**EXERCISE REQUIREMENTS:** Provide only the number of lines in the data below that contain the word "offered".

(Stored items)
=== Section Start ===
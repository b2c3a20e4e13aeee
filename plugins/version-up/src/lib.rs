//! Version-up publish plugin.
//!
//! Detects the version number in the session file name and saves the
//! session to the next available version. The plugin accepts the session
//! unconditionally so the task stays visible while the user fixes a
//! blocking condition; the default checkbox state tracks whether the pass
//! would succeed right now.

use std::path::PathBuf;
use std::sync::Arc;

use tracing::debug;
use upshot_core::{get_next_version_path, get_version_number, normalize};
use upshot_plugin::{
    Acceptance, ButtonCommand, LogAction, Plugin, PluginError, PluginResult, PublishItem,
    PublishPlugin, Session, Settings,
};

const DEFAULT_VERSION_DOCS_URL: &str =
    "https://docs.upshot-pipeline.dev/guides/version-numbers";

/// Saves the current session to the next version of its file name.
pub struct VersionUpPlugin {
    session: Arc<dyn Session>,
    docs_url: String,
}

/// Classification shared by accept and validate, derived fresh from live
/// session state on every call.
enum SessionState {
    /// Unsaved changes, or never saved at all.
    Blocked,
    /// Saved, but no version token in the file name.
    Unversioned,
    /// Saved with a version token; the path is normalized.
    Versioned { path: PathBuf, version: u32 },
}

impl VersionUpPlugin {
    /// Creates the plugin over the given session.
    #[must_use]
    pub fn new(session: Arc<dyn Session>) -> Self {
        Self {
            session,
            docs_url: DEFAULT_VERSION_DOCS_URL.to_string(),
        }
    }

    /// Overrides the documentation URL offered when no version is detected.
    #[must_use]
    pub fn with_docs_url(mut self, url: impl Into<String>) -> Self {
        self.docs_url = url.into();
        self
    }

    fn check_session(&self) -> SessionState {
        let Some(path) = self.session.path() else {
            return SessionState::Blocked;
        };
        if path.as_os_str().is_empty() || self.session.has_unsaved_changes() {
            return SessionState::Blocked;
        }

        let path = normalize(&path);
        match get_version_number(&path) {
            Some(version) => {
                debug!(path = %path.display(), version, "version token detected");
                SessionState::Versioned { path, version }
            }
            None => SessionState::Unversioned,
        }
    }

    fn save_action(&self) -> LogAction {
        LogAction::Button {
            label: "Save".to_string(),
            tooltip: "Save the current session".to_string(),
            command: ButtonCommand::SaveSession,
        }
    }

    fn version_docs_action(&self) -> LogAction {
        LogAction::OpenUrl {
            label: "Version Docs".to_string(),
            tooltip: "Show docs for version formats".to_string(),
            url: self.docs_url.clone(),
        }
    }
}

impl Plugin for VersionUpPlugin {
    fn name(&self) -> &'static str {
        "version-up"
    }

    fn version(&self) -> &'static str {
        env!("CARGO_PKG_VERSION")
    }

    fn description(&self) -> &'static str {
        "Detects the version number in the session file name and saves the \
         session to the next available version"
    }

    fn icon(&self) -> Option<&'static str> {
        Some("icons/version_up.png")
    }
}

impl PublishPlugin for VersionUpPlugin {
    fn item_filters(&self) -> Vec<String> {
        vec!["houdini.session".to_string()]
    }

    fn accept(&self, _settings: &Settings, item: &mut PublishItem) -> Acceptance {
        // The item is accepted regardless of current state; the session can
        // still be saved under a different name while the publisher is
        // open. Blocking conditions only uncheck the task by default.
        let checked = match self.check_session() {
            SessionState::Blocked => {
                item.warn("Unsaved changes in the session", Some(self.save_action()));
                false
            }
            SessionState::Unversioned => {
                item.warn(
                    "No version number detected in the file name",
                    Some(self.version_docs_action()),
                );
                false
            }
            SessionState::Versioned { .. } => true,
        };

        item.info("Version-up plugin accepted the current session");

        Acceptance::accept().with_checked(checked)
    }

    fn validate(&self, _settings: &Settings, item: &mut PublishItem) -> bool {
        let path = match self.check_session() {
            SessionState::Blocked => {
                item.error("Unsaved changes in the session", Some(self.save_action()));
                return false;
            }
            SessionState::Unversioned => {
                item.error(
                    "No version number detected in the file name",
                    Some(self.version_docs_action()),
                );
                return false;
            }
            SessionState::Versioned { path, .. } => path,
        };

        let Some(next_version_path) = get_next_version_path(&path) else {
            item.error("Could not determine the next version path", None);
            return false;
        };

        if next_version_path.exists() {
            item.error(
                format!("Next version already exists: {}", next_version_path.display()),
                Some(LogAction::ShowFolder {
                    path: next_version_path,
                }),
            );
            return false;
        }

        item.set_next_version_path(next_version_path);
        true
    }

    fn publish(&self, _settings: &Settings, item: &mut PublishItem) -> PluginResult<()> {
        let next_version_path = item
            .next_version_path()
            .ok_or(PluginError::MissingNextVersionPath)?
            .to_path_buf();

        self.session.save(&next_version_path)?;
        item.info("The session is now at the next version");
        Ok(())
    }
}
//! Publish pass execution.

use serde::Serialize;
use tracing::info;
use upshot_plugin::{Acceptance, LogRecord, PluginResult, PublishItem, PublishPlugin, Settings};

/// Outcome of one plugin over one item.
#[derive(Debug, Clone, Serialize)]
pub struct PassReport {
    /// Plugin name.
    pub plugin: String,

    /// The UI state the plugin returned from accept.
    pub acceptance: Acceptance,

    /// Validation outcome; `None` when the stage never ran.
    pub validated: Option<bool>,

    /// Whether the publish stage ran to completion.
    pub published: bool,

    /// Diagnostic records the plugin emitted on the item.
    pub records: Vec<LogRecord>,
}

/// Orchestrates publish plugins over items.
///
/// Each plugin whose item filters match is offered the item through
/// `accept`; checked tasks then run `validate`, `publish`, and `finalize`
/// in strict order. `accept` may run many times across UI refreshes, the
/// other stages at most once per pass.
pub struct Pipeline {
    plugins: Vec<Box<dyn PublishPlugin>>,
}

impl Pipeline {
    /// Creates an empty pipeline.
    #[must_use]
    pub fn new() -> Self {
        Self { plugins: Vec::new() }
    }

    /// Adds a publish plugin.
    #[must_use]
    pub fn with_plugin(mut self, plugin: Box<dyn PublishPlugin>) -> Self {
        self.plugins.push(plugin);
        self
    }

    /// Returns the registered plugins.
    pub fn plugins(&self) -> &[Box<dyn PublishPlugin>] {
        &self.plugins
    }

    /// Runs accept and validate only; nothing is published.
    ///
    /// Unchecked tasks are reported without a validation outcome.
    pub fn check(&self, settings: &Settings, item: &mut PublishItem) -> Vec<PassReport> {
        let mut reports = Vec::new();

        for plugin in &self.plugins {
            if !offered(plugin.as_ref(), item) {
                continue;
            }

            let acceptance = plugin.accept(settings, item);
            let validated = (acceptance.accepted && acceptance.checked)
                .then(|| plugin.validate(settings, item));

            reports.push(PassReport {
                plugin: plugin.name().to_string(),
                acceptance,
                validated,
                published: false,
                records: item.take_records(),
            });
        }

        reports
    }

    /// Runs a full publish pass.
    ///
    /// Tasks whose validation fails are reported, not errors. Unchecked
    /// tasks are skipped past accept.
    ///
    /// # Errors
    ///
    /// Returns the first error raised by a publish or finalize stage; the
    /// pass is aborted at that point.
    pub fn run(&self, settings: &Settings, item: &mut PublishItem) -> PluginResult<Vec<PassReport>> {
        let mut reports = Vec::new();

        for plugin in &self.plugins {
            if !offered(plugin.as_ref(), item) {
                continue;
            }

            let acceptance = plugin.accept(settings, item);
            if !(acceptance.accepted && acceptance.checked) {
                reports.push(PassReport {
                    plugin: plugin.name().to_string(),
                    acceptance,
                    validated: None,
                    published: false,
                    records: item.take_records(),
                });
                continue;
            }

            let validated = plugin.validate(settings, item);
            let mut published = false;
            if validated {
                plugin.publish(settings, item)?;
                published = true;
                plugin.finalize(settings, item)?;
            }

            reports.push(PassReport {
                plugin: plugin.name().to_string(),
                acceptance,
                validated: Some(validated),
                published,
                records: item.take_records(),
            });
        }

        Ok(reports)
    }
}

impl Default for Pipeline {
    fn default() -> Self {
        Self::new()
    }
}

fn offered(plugin: &dyn PublishPlugin, item: &PublishItem) -> bool {
    let interested = plugin
        .item_filters()
        .iter()
        .any(|filter| matches_filter(filter, item.item_type()));

    if !interested {
        info!(
            plugin = plugin.name(),
            item_type = item.item_type(),
            "item type not of interest, skipping plugin"
        );
    }

    interested
}

/// Matches an item type against a filter: exact, or prefix when the filter
/// ends in `*` (e.g. `"houdini.*"`).
fn matches_filter(filter: &str, item_type: &str) -> bool {
    if let Some(prefix) = filter.strip_suffix('*') {
        item_type.starts_with(prefix)
    } else {
        filter == item_type
    }
}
=== Section End ===
**RESULT OF THIS EXERCISE:** 5